I've already looked into this question: Why do browsers still inject <tbody> in HTML5?, which explains why the domParsing is adding <tbody> tags to the dom if the parsed table doesn't already have them.
I don't have a problem with the <tbody>
tag getting added but I do see an issue with IE 11 where two </tbody></tbody> end tags are getting added to the output, even though there is only one <tbody> start tag. This ends up breaking my application because the resulting xml is no longer valid XHTML.
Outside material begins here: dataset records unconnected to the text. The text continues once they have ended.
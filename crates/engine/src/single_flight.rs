//! Single-flight request coalescing.
//!
//! At most one physical request runs per `(operation, scope)` key; callers
//! arriving while a flight is up join it and receive the leader's outcome,
//! success or failure alike. The key is released before the outcome is
//! broadcast, so a caller arriving after completion starts a fresh flight.
//!
//! A per-scope async mutex additionally serializes leaders of *different*
//! operations under the same scope: a progress write for a user is never
//! interleaved with a progress load for the same user, while flights for
//! unrelated scopes proceed in parallel.

use std::collections::HashMap;
use std::future::Future;
use std::sync::{Arc, Mutex};

use tokio::sync::broadcast;

use crate::error::ClientError;

// ──────────────────────────────────────────────
// FlightKey
// ──────────────────────────────────────────────

/// Identity of a logical request: operation name plus the scope it is
/// keyed under (typically the user id).
#[derive(Debug, Clone, PartialEq, Eq, Hash)]
pub struct FlightKey {
    pub operation: String,
    pub scope: String,
}

impl FlightKey {
    pub fn new(operation: impl Into<String>, scope: impl Into<String>) -> Self {
        FlightKey {
            operation: operation.into(),
            scope: scope.into(),
        }
    }
}

impl std::fmt::Display for FlightKey {
    fn fmt(&self, f: &mut std::fmt::Formatter<'_>) -> std::fmt::Result {
        write!(f, "{}:{}", self.operation, self.scope)
    }
}

// ──────────────────────────────────────────────
// SingleFlight
// ──────────────────────────────────────────────

type FlightMap<T> = Mutex<HashMap<FlightKey, broadcast::Sender<Result<T, ClientError>>>>;

/// Coalesces concurrent identical requests into one execution.
pub struct SingleFlight<T> {
    flights: FlightMap<T>,
    scopes: Mutex<HashMap<String, Arc<tokio::sync::Mutex<()>>>>,
}

impl<T: Clone + Send + 'static> SingleFlight<T> {
    pub fn new() -> Self {
        SingleFlight {
            flights: Mutex::new(HashMap::new()),
            scopes: Mutex::new(HashMap::new()),
        }
    }

    /// Run `op` under the key, or join an identical in-flight call.
    ///
    /// The leader executes `op` while holding the scope lock; joiners wait
    /// on the leader's channel without touching the lock. If the leader is
    /// dropped before producing an outcome, joiners get
    /// `ClientError::Failed` rather than hanging.
    pub async fn run<F, Fut>(&self, key: FlightKey, op: F) -> Result<T, ClientError>
    where
        F: FnOnce() -> Fut,
        Fut: Future<Output = Result<T, ClientError>>,
    {
        // The map guard must not span an await, or the future stops being
        // `Send`: resolve leader/joiner to an owned Role first.
        let role = {
            let mut flights = self.flights.lock().unwrap_or_else(|e| e.into_inner());
            match flights.get(&key) {
                Some(tx) => Role::Join(tx.subscribe()),
                None => {
                    let (tx, _rx) = broadcast::channel(1);
                    flights.insert(key.clone(), tx.clone());
                    Role::Lead(tx)
                }
            }
        };

        let tx = match role {
            Role::Join(mut rx) => {
                log::debug!("joining in-flight request {}", key);
                return match rx.recv().await {
                    Ok(outcome) => outcome,
                    Err(_closed) => Err(ClientError::Failed {
                        operation: key.operation.clone(),
                        message: "in-flight request was abandoned".to_string(),
                    }),
                };
            }
            Role::Lead(tx) => tx,
        };

        // Ensure the key is released even if this future is dropped
        // mid-flight; joiners then observe a closed channel.
        let guard = FlightGuard {
            flights: &self.flights,
            key: key.clone(),
        };

        let scope_lock = self.scope_lock(&key.scope);
        let scope_guard = scope_lock.lock().await;

        let outcome = op().await;

        drop(scope_guard);
        drop(scope_lock);
        self.release_scope(&key.scope);

        drop(guard);
        // Joiners subscribed before the key was released; nobody listening
        // is fine too.
        let _ = tx.send(outcome.clone());
        outcome
    }

    fn scope_lock(&self, scope: &str) -> Arc<tokio::sync::Mutex<()>> {
        let mut scopes = self.scopes.lock().unwrap_or_else(|e| e.into_inner());
        scopes
            .entry(scope.to_string())
            .or_insert_with(|| Arc::new(tokio::sync::Mutex::new(())))
            .clone()
    }

    /// Drop the scope's lock entry once no flight holds a handle to it,
    /// so the map does not grow with every scope ever seen.
    fn release_scope(&self, scope: &str) {
        let mut scopes = self.scopes.lock().unwrap_or_else(|e| e.into_inner());
        if let Some(lock) = scopes.get(scope) {
            if Arc::strong_count(lock) == 1 {
                scopes.remove(scope);
            }
        }
    }
}

/// Owned outcome of the leader-election under the map lock.
enum Role<T> {
    Lead(broadcast::Sender<Result<T, ClientError>>),
    Join(broadcast::Receiver<Result<T, ClientError>>),
}

impl<T: Clone + Send + 'static> Default for SingleFlight<T> {
    fn default() -> Self {
        Self::new()
    }
}

struct FlightGuard<'a, T> {
    flights: &'a FlightMap<T>,
    key: FlightKey,
}

impl<T> Drop for FlightGuard<'_, T> {
    fn drop(&mut self) {
        self.flights
            .lock()
            .unwrap_or_else(|e| e.into_inner())
            .remove(&self.key);
    }
}

// ──────────────────────────────────────────────
// Tests
// ──────────────────────────────────────────────
//! Progress & reward orchestration engine.
//!
//! Coordinates a user's journey through the level catalog against slow,
//! unreliable backends: coalesced and retried progress reads/writes,
//! pure reward-tier evaluation, exactly-once unlock notifications, and an
//! at-most-once external completion submission.
//!
//! Component stack, leaf first:
//! - [`RetryingClient`] — bounded exponential-backoff retry with jitter
//! - [`SingleFlight`] — one physical request per logical key
//! - [`ProgressStore`] — canonical per-user progress state
//! - [`NotificationLedger`] — exactly-once reward surfacing
//! - [`CompletionSubmitter`] — at-most-once external sink write
//! - [`Orchestrator`] — session lifecycle composing the above

pub mod completion;
pub mod error;
pub mod notifications;
pub mod orchestrator;
pub mod progress_store;
pub mod retry;
pub mod single_flight;

pub use completion::{generate_code, CompletionState, CompletionSubmitter};
pub use error::{ClientError, EngineError};
pub use notifications::{
    tier_unlock_candidates, Notification, NotificationKind, NotificationLedger, RewardCandidate,
};
pub use orchestrator::{EngineSnapshot, Orchestrator};
pub use progress_store::{ProgressStore, ProgressUpdate};
pub use retry::{RetryPolicy, RetryingClient};
pub use single_flight::{FlightKey, SingleFlight};
use serde::{Deserialize, Serialize};

use questline_catalog::UserId;

/// What the progress backend knows about a user's overall completion.
///
/// Returned by `ProgressBackend::fetch_completion` and used by the engine
/// to reconcile local completion state after a session restart. The remote
/// system is authoritative: an existing `code` is adopted verbatim, never
/// regenerated locally.
#[derive(Debug, Clone, PartialEq, Eq, Serialize, Deserialize)]
pub struct CompletionStatus {
    pub completed: bool,
    pub code: Option<String>,
    pub reward_title: Option<String>,
}

impl CompletionStatus {
    /// Status for a user the backend has no completion record for.
    pub fn not_completed() -> Self {
        CompletionStatus {
            completed: false,
            code: None,
            reward_title: None,
        }
    }
}

/// Kind of a reward a user can unlock, independent of the star-tier ladder.
#[derive(Debug, Clone, Copy, PartialEq, Eq, Serialize, Deserialize)]
#[serde(rename_all = "snake_case")]
pub enum RewardKind {
    Virtual,
    Physical,
}

/// A single reward the reward backend reports as available.
#[derive(Debug, Clone, PartialEq, Eq, Serialize, Deserialize)]
pub struct RewardDescriptor {
    /// Stable reward identity — the engine's notification dedup key.
    pub id: String,
    pub kind: RewardKind,
    pub title: String,
}

/// Rewards currently available to a user, split by kind.
#[derive(Debug, Clone, Default, PartialEq, Eq, Serialize, Deserialize)]
pub struct RewardAvailability {
    pub virtual_rewards: Vec<RewardDescriptor>,
    pub physical_rewards: Vec<RewardDescriptor>,
}

/// The record pushed to the external completion sink: user identity, the
/// final reward title, and the generated claim code.
///
/// Created once per user the first time all levels are completed, and
/// immutable thereafter.
#[derive(Debug, Clone, PartialEq, Eq, Serialize, Deserialize)]
pub struct CompletionRecord {
    pub user_id: UserId,
    pub code: String,
    pub reward_title: String,
    /// RFC 3339 timestamp of when the record was first issued.
    pub submitted_at: String,
}
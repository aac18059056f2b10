use async_trait::async_trait;

use questline_catalog::{LevelId, PuzzleId, UserId, UserProgress};

use crate::error::BackendError;
use crate::record::{CompletionRecord, CompletionStatus, RewardAvailability};

/// The progress backend — authoritative store of per-user puzzle results.
///
/// All methods classify their failures into the [`BackendError`] taxonomy
/// so the engine's retry layer can act without protocol knowledge.
///
/// ## Authority semantics
///
/// `submit_puzzle_result` returns the server's canonical [`UserProgress`];
/// the engine replaces its local state with that value rather than merging
/// optimistically. Reads may degrade (the engine falls back to a default
/// progress value on failure); writes never do.
///
/// ## Thread safety
///
/// Implementations must be `Send + Sync + 'static` to be shared across
/// async task boundaries behind an `Arc`.
#[async_trait]
pub trait ProgressBackend: Send + Sync + 'static {
    /// Fetch the user's current progress.
    async fn fetch_progress(&self, user: &UserId) -> Result<UserProgress, BackendError>;

    /// Record one puzzle result and return the canonical progress.
    ///
    /// The write is keyed by (user, puzzle) and stars never decrease, so
    /// re-issuing the same submission is safe — the engine relies on this
    /// to retry transient failures.
    async fn submit_puzzle_result(
        &self,
        user: &UserId,
        level: &LevelId,
        puzzle: &PuzzleId,
        stars: u8,
        completed: bool,
    ) -> Result<UserProgress, BackendError>;

    /// Fetch the user's completion status (reconciliation read).
    async fn fetch_completion(&self, user: &UserId) -> Result<CompletionStatus, BackendError>;
}

/// The reward backend — claim state and availability for non-tier rewards.
#[async_trait]
pub trait RewardBackend: Send + Sync + 'static {
    /// Record a virtual reward claim.
    async fn claim_virtual(&self, user: &UserId, reward_id: &str) -> Result<(), BackendError>;

    /// List rewards currently available to the user at the given star total.
    async fn check_availability(
        &self,
        user: &UserId,
        total_stars: u32,
    ) -> Result<RewardAvailability, BackendError>;
}

/// The external completion sink — a fire-and-forget, non-transactional,
/// no-read-back write (e.g. an external ledger).
///
/// The sink cannot be queried for duplicates before writing and a write
/// cannot be rolled back, so the engine never retries `submit` and guards
/// it with a durable at-most-once flag (see [`SubmissionLedger`]).
#[async_trait]
pub trait CompletionSink: Send + Sync + 'static {
    /// Push a completion record. Transport-level success is the only
    /// confirmation available.
    async fn submit(&self, record: &CompletionRecord) -> Result<(), BackendError>;
}

/// Durable at-most-once guard for the external sink, keyed by user.
///
/// Must survive session restarts: the flag is the single source of truth
/// for "this user's completion was already pushed to the sink".
#[async_trait]
pub trait SubmissionLedger: Send + Sync + 'static {
    /// Whether a sink write for this user has already succeeded.
    async fn was_submitted(&self, user: &UserId) -> Result<bool, BackendError>;

    /// Record that a sink write for this user succeeded.
    async fn mark_submitted(&self, user: &UserId) -> Result<(), BackendError>;
}
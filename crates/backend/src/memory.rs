//! In-process implementation of the submission ledger.
//!
//! Suitable for single-process deployments and tests. The at-most-once
//! guarantee only spans restarts when a persistent `SubmissionLedger`
//! implementation is plugged in instead.

use std::collections::HashSet;
use std::sync::Mutex;

use async_trait::async_trait;

use questline_catalog::UserId;

use crate::error::BackendError;
use crate::traits::SubmissionLedger;

/// `SubmissionLedger` backed by an in-memory set of user ids.
#[derive(Default)]
pub struct MemorySubmissionLedger {
    submitted: Mutex<HashSet<UserId>>,
}

impl MemorySubmissionLedger {
    pub fn new() -> Self {
        Self::default()
    }
}

#[async_trait]
impl SubmissionLedger for MemorySubmissionLedger {
    async fn was_submitted(&self, user: &UserId) -> Result<bool, BackendError> {
        let submitted = self
            .submitted
            .lock()
            .unwrap_or_else(|e| e.into_inner());
        Ok(submitted.contains(user))
    }

    async fn mark_submitted(&self, user: &UserId) -> Result<(), BackendError> {
        self.submitted
            .lock()
            .unwrap_or_else(|e| e.into_inner())
            .insert(user.clone());
        Ok(())
    }
}

#[cfg(test)]
mod tests {
    use super::*;

    #[tokio::test]
    async fn marks_and_reads_back() {
        let ledger = MemorySubmissionLedger::new();
        let user = UserId::new("u1");

        assert!(!ledger.was_submitted(&user).await.unwrap());
        ledger.mark_submitted(&user).await.unwrap();
        assert!(ledger.was_submitted(&user).await.unwrap());
        // Marking again is a no-op.
        ledger.mark_submitted(&user).await.unwrap();
        assert!(ledger.was_submitted(&user).await.unwrap());

        assert!(!ledger.was_submitted(&UserId::new("u2")).await.unwrap());
    }
}
use entropy::shannon_entropy;
use once_cell::sync::Lazy;
use regex::Regex;

use super::{Finding, FindingKind, Severity, truncate_chars};

pub const CHUNK_SIZE: usize = 256;
const MIN_STRING_LEN: usize = 4;

/// A printable run pulled out of a binary, with its byte offset.
#[derive(Debug, Clone, PartialEq)]
pub struct ExtractedString {
    pub offset: usize,
    pub text: String,
}

struct ExploitPattern {
    regex: Regex,
    confidence: f64,
}

static EXPLOIT_PATTERNS: Lazy<Vec<ExploitPattern>> = Lazy::new(|| {
    [
        (r"(?i)overflow", 0.9),
        (r"(?i)race\s*condition", 0.85),
        (r"(?i)use\s*after\s*free", 0.9),
        (r"(?i)double\s*free", 0.9),
        (r"(?i)memory\s*corruption", 0.85),
    ]
    .into_iter()
    .map(|(pattern, confidence)| ExploitPattern {
        regex: Regex::new(pattern).expect("Failed to compile exploit pattern"),
        confidence,
    })
    .collect()
});

/// Statistical detector for packed/encrypted regions and exploit vocabulary.
#[derive(Debug, Default, Clone, Copy)]
pub struct EntropyAnomalyDetector;

impl EntropyAnomalyDetector {
    pub fn new() -> Self {
        Self
    }

    pub fn detect(&self, source_file: &str, contents: &[u8], strings: &[ExtractedString]) -> Vec<Finding> {
        let mut findings = self.entropy_anomalies(source_file, contents);
        findings.extend(self.exploit_strings(source_file, strings));
        findings
    }

    /// Chunks whose entropy sits more than two standard deviations above the file mean.
    pub fn entropy_anomalies(&self, source_file: &str, contents: &[u8]) -> Vec<Finding> {
        let entropies = chunk_entropies(contents);
        let Some((mean, std_dev)) = mean_and_std_dev(&entropies) else {
            return Vec::new();
        };
        let threshold = mean + 2.0 * std_dev;

        entropies
            .iter()
            .enumerate()
            .filter(|&(_, &e)| e > threshold)
            .map(|(idx, &e)| {
                let offset = idx * CHUNK_SIZE;
                Finding::new(
                    FindingKind::AnomalousEntropy,
                    source_file,
                    offset as u64,
                    format!("Anomalous entropy pattern at offset {} ({:.2} bits/byte)", offset, e),
                )
                .with_severity(Severity::High)
                .with_confidence(1.0)
            })
            .collect()
    }

    pub fn exploit_strings(&self, source_file: &str, strings: &[ExtractedString]) -> Vec<Finding> {
        let mut findings = Vec::new();
        for s in strings {
            for pattern in EXPLOIT_PATTERNS.iter() {
                if !pattern.regex.is_match(&s.text) {
                    continue;
                }
                let severity = if pattern.confidence >= 0.9 {
                    Severity::High
                } else {
                    Severity::Medium
                };
                findings.push(
                    Finding::new(
                        FindingKind::ExploitPattern,
                        source_file,
                        s.offset as u64,
                        format!("Possible exploit pattern: {}", truncate_chars(&s.text, 100)),
                    )
                    .with_severity(severity)
                    .with_confidence(pattern.confidence),
                );
            }
        }
        findings
    }
}

/// Shannon entropy in bits per byte of each 256-byte chunk.
pub fn chunk_entropies(contents: &[u8]) -> Vec<f64> {
    contents
        .chunks(CHUNK_SIZE)
        .map(|chunk| f64::from(shannon_entropy(chunk)))
        .collect()
}

/// Population mean and standard deviation, `None` for an empty slice.
fn mean_and_std_dev(values: &[f64]) -> Option<(f64, f64)> {
    if values.is_empty() {
        return None;
    }
    let n = values.len() as f64;
    let mean = values.iter().sum::<f64>() / n;
    let variance = values.iter().map(|v| (v - mean).powi(2)).sum::<f64>() / n;
    Some((mean, variance.sqrt()))
}

/// Runs of printable ASCII of at least four bytes.
pub fn extract_strings(contents: &[u8]) -> Vec<ExtractedString> {
    let mut strings = Vec::new();
    let mut start = None;

    for (i, &byte) in contents.iter().enumerate() {
        let printable = byte.is_ascii_graphic() || byte == b' ' || byte == b'\t';
        match (printable, start) {
            (true, None) => start = Some(i),
            (false, Some(s)) => {
                push_run(&mut strings, contents, s, i);
                start = None;
            }
            _ => {}
        }
    }
    if let Some(s) = start {
        push_run(&mut strings, contents, s, contents.len());
    }

    strings
}

fn push_run(out: &mut Vec<ExtractedString>, contents: &[u8], start: usize, end: usize) {
    if end - start < MIN_STRING_LEN {
        return;
    }
    let text = String::from_utf8_lossy(&contents[start..end]);
    let trimmed = text.trim();
    if !trimmed.is_empty() {
        out.push(ExtractedString {
            offset: start,
            text: trimmed.to_string(),
        });
    }
}

#[cfg(test)]
mod tests {
    use super::*;

    #[test]
    fn test_extract_strings_offsets() {
        let strings = extract_strings(b"\0\0hello\0ab\0world wide\x01");
        assert_eq!(strings.len(), 2);
        assert_eq!(strings[0], ExtractedString { offset: 2, text: "hello".to_string() });
        assert_eq!(strings[1].offset, 11);
        assert_eq!(strings[1].text, "world wide");
    }

    #[test]
    fn test_short_file_is_single_chunk() {
        assert_eq!(chunk_entropies(&[1, 2, 3]).len(), 1);
        assert!(chunk_entropies(&[]).is_empty());
    }

    #[test]
    fn test_mean_and_std_dev() {
        let (mean, sd) = mean_and_std_dev(&[2.0, 4.0, 4.0, 4.0, 5.0, 5.0, 7.0, 9.0]).unwrap();
        assert!((mean - 5.0).abs() < 1e-9);
        assert!((sd - 2.0).abs() < 1e-9);
    }

    #[test]
    fn test_exploit_confidence_carried() {
        let strings = vec![ExtractedString { offset: 40, text: "heap Use After Free detected".to_string() }];
        let findings = EntropyAnomalyDetector::new().exploit_strings("bin/httpd", &strings);
        assert_eq!(findings.len(), 1);
        assert_eq!(findings[0].line_or_offset, 40);
        assert_eq!(findings[0].confidence, Some(0.9));
    }
}
use std::collections::BTreeSet;
use std::path::PathBuf;

use serde::Serialize;

use crate::scan::{Finding, FindingKind};

/// Source file recorded on findings produced by the emulated run.
pub const DYNAMIC_SOURCE: &str = "<dynamic>";

#[derive(Debug, Clone, Copy, PartialEq, Eq, Serialize)]
pub enum SessionState {
    Init,
    EnvSetup,
    Emulating,
    BootWait,
    PortScan,
    Fuzz,
    Teardown,
    Done,
    Failed,
}

impl SessionState {
    /// Legal forward transitions. Cancellation may jump from any post-launch
    /// phase straight to `Teardown`.
    pub fn can_advance_to(self, next: SessionState) -> bool {
        use SessionState::*;
        matches!(
            (self, next),
            (Init, EnvSetup)
                | (EnvSetup, Emulating)
                | (EnvSetup, Failed)
                | (Emulating, BootWait)
                | (Emulating, Teardown)
                | (Emulating, Failed)
                | (BootWait, PortScan)
                | (BootWait, Teardown)
                | (PortScan, Fuzz)
                | (PortScan, Teardown)
                | (Fuzz, Teardown)
                | (Teardown, Done)
        )
    }

    pub fn is_terminal(self) -> bool {
        matches!(self, SessionState::Done | SessionState::Failed)
    }
}

/// State of one emulated run, threaded explicitly through every phase.
#[derive(Debug, Clone, Serialize)]
pub struct DynamicSession {
    state: SessionState,
    pub kernel: Option<PathBuf>,
    pub rootfs: Option<PathBuf>,
    pub open_ports: BTreeSet<u16>,
    pub fuzz_findings: Vec<String>,
    pub timeline: Vec<String>,
}

impl Default for DynamicSession {
    fn default() -> Self {
        Self::new()
    }
}

impl DynamicSession {
    pub fn new() -> Self {
        let mut session = Self {
            state: SessionState::Init,
            kernel: None,
            rootfs: None,
            open_ports: BTreeSet::new(),
            fuzz_findings: Vec::new(),
            timeline: Vec::new(),
        };
        session.log("Starting dynamic analysis");
        session
    }

    pub fn state(&self) -> SessionState {
        self.state
    }

    /// Moves to `next`. Illegal transitions are refused and logged; the return
    /// value reports whether the move happened.
    pub fn advance(&mut self, next: SessionState) -> bool {
        if !self.state.can_advance_to(next) {
            tracing::error!("Refusing session transition {:?} -> {:?}", self.state, next);
            return false;
        }
        tracing::debug!("Dynamic session {:?} -> {:?}", self.state, next);
        self.state = next;
        true
    }

    pub fn fail(&mut self, reason: impl std::fmt::Display) {
        self.log(format!("Dynamic analysis failed: {}", reason));
        self.advance(SessionState::Failed);
    }

    /// Appends a `[HH:MM:SS] message` line to the timeline.
    pub fn log(&mut self, message: impl AsRef<str>) {
        let line = format!(
            "[{}] {}",
            chrono::Local::now().format("%H:%M:%S"),
            message.as_ref()
        );
        tracing::info!("{}", line);
        self.timeline.push(line);
    }

    pub fn into_findings(self) -> Vec<Finding> {
        let ports = self.open_ports.into_iter().map(|port| {
            Finding::new(FindingKind::OpenPort, DYNAMIC_SOURCE, u64::from(port), port.to_string())
        });
        let fuzz = self
            .fuzz_findings
            .into_iter()
            .enumerate()
            .map(|(idx, text)| Finding::new(FindingKind::FuzzResult, DYNAMIC_SOURCE, idx as u64, text));
        let timeline = self
            .timeline
            .into_iter()
            .enumerate()
            .map(|(idx, text)| Finding::new(FindingKind::Timeline, DYNAMIC_SOURCE, idx as u64, text));
        ports.chain(fuzz).chain(timeline).collect()
    }
}

#[cfg(test)]
mod tests {
    use super::*;

    #[test]
    fn test_happy_path_transitions() {
        let mut session = DynamicSession::new();
        for next in [
            SessionState::EnvSetup,
            SessionState::Emulating,
            SessionState::BootWait,
            SessionState::PortScan,
            SessionState::Fuzz,
            SessionState::Teardown,
            SessionState::Done,
        ] {
            assert!(session.advance(next), "transition to {:?}", next);
        }
        assert!(session.state().is_terminal());
    }

    #[test]
    fn test_skipping_phases_is_refused() {
        let mut session = DynamicSession::new();
        assert!(!session.advance(SessionState::PortScan));
        assert_eq!(session.state(), SessionState::Init);
    }

    #[test]
    fn test_timeline_format() {
        let session = DynamicSession::new();
        let line = &session.timeline[0];
        assert_eq!(&line[0..1], "[");
        assert_eq!(&line[9..11], "] ");
        assert!(line.ends_with("Starting dynamic analysis"));
    }

    #[test]
    fn test_into_findings_keeps_ports_typed() {
        let mut session = DynamicSession::new();
        session.open_ports.insert(8080);
        session.open_ports.insert(22);
        session.fuzz_findings.push("Possible vulnerability on port 22 with payload AAAA".to_string());

        let findings = session.into_findings();
        let ports: Vec<u64> = findings
            .iter()
            .filter(|f| f.kind == FindingKind::OpenPort)
            .map(|f| f.line_or_offset)
            .collect();
        assert_eq!(ports, vec![22, 8080]);
        assert_eq!(findings.iter().filter(|f| f.kind == FindingKind::FuzzResult).count(), 1);
        assert_eq!(findings.iter().filter(|f| f.kind == FindingKind::Timeline).count(), 1);
    }
}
html = '<html><head><title>Serializer differences</title></head><body> <table> <tr> <td> <h2>SOFTWARE </h2> </td> <td> Some Text </td> </tr></table></body></html>';
domParser = new DOMParser();
xmlSerializer = new XMLSerializer();
doc = domParser.parseFromString(html, 'text/html');
console.log(xmlSerializer.serializeToString(doc));
You can play with the fiddle here: http://jsfiddle.net/bskinnersf/aSUX7/10/
On IE11, the output is:
<html xmlns="http://www.w3.org/1999/xhtml"><head><title>Serializer differences</title></head><body> <table> <tbody><tr> <td> <h2>SOFTWARE </h2> </td> <td> Some Text </td> </tr>
</tbody></tbody>
</table></body></html>
Chrome, Firefox, Canary, only output the single </tbody>
tag as expected.
The input html data that I'm using is not under my control and unfortunately created using MS Word. I've tried using parseFromString(html, 'application/xhtml+xml') but it has numerous issues with MS Word produced html (suprise!).
Is there anything else I can do in my javascript parsing to prevent this double tbody end tag?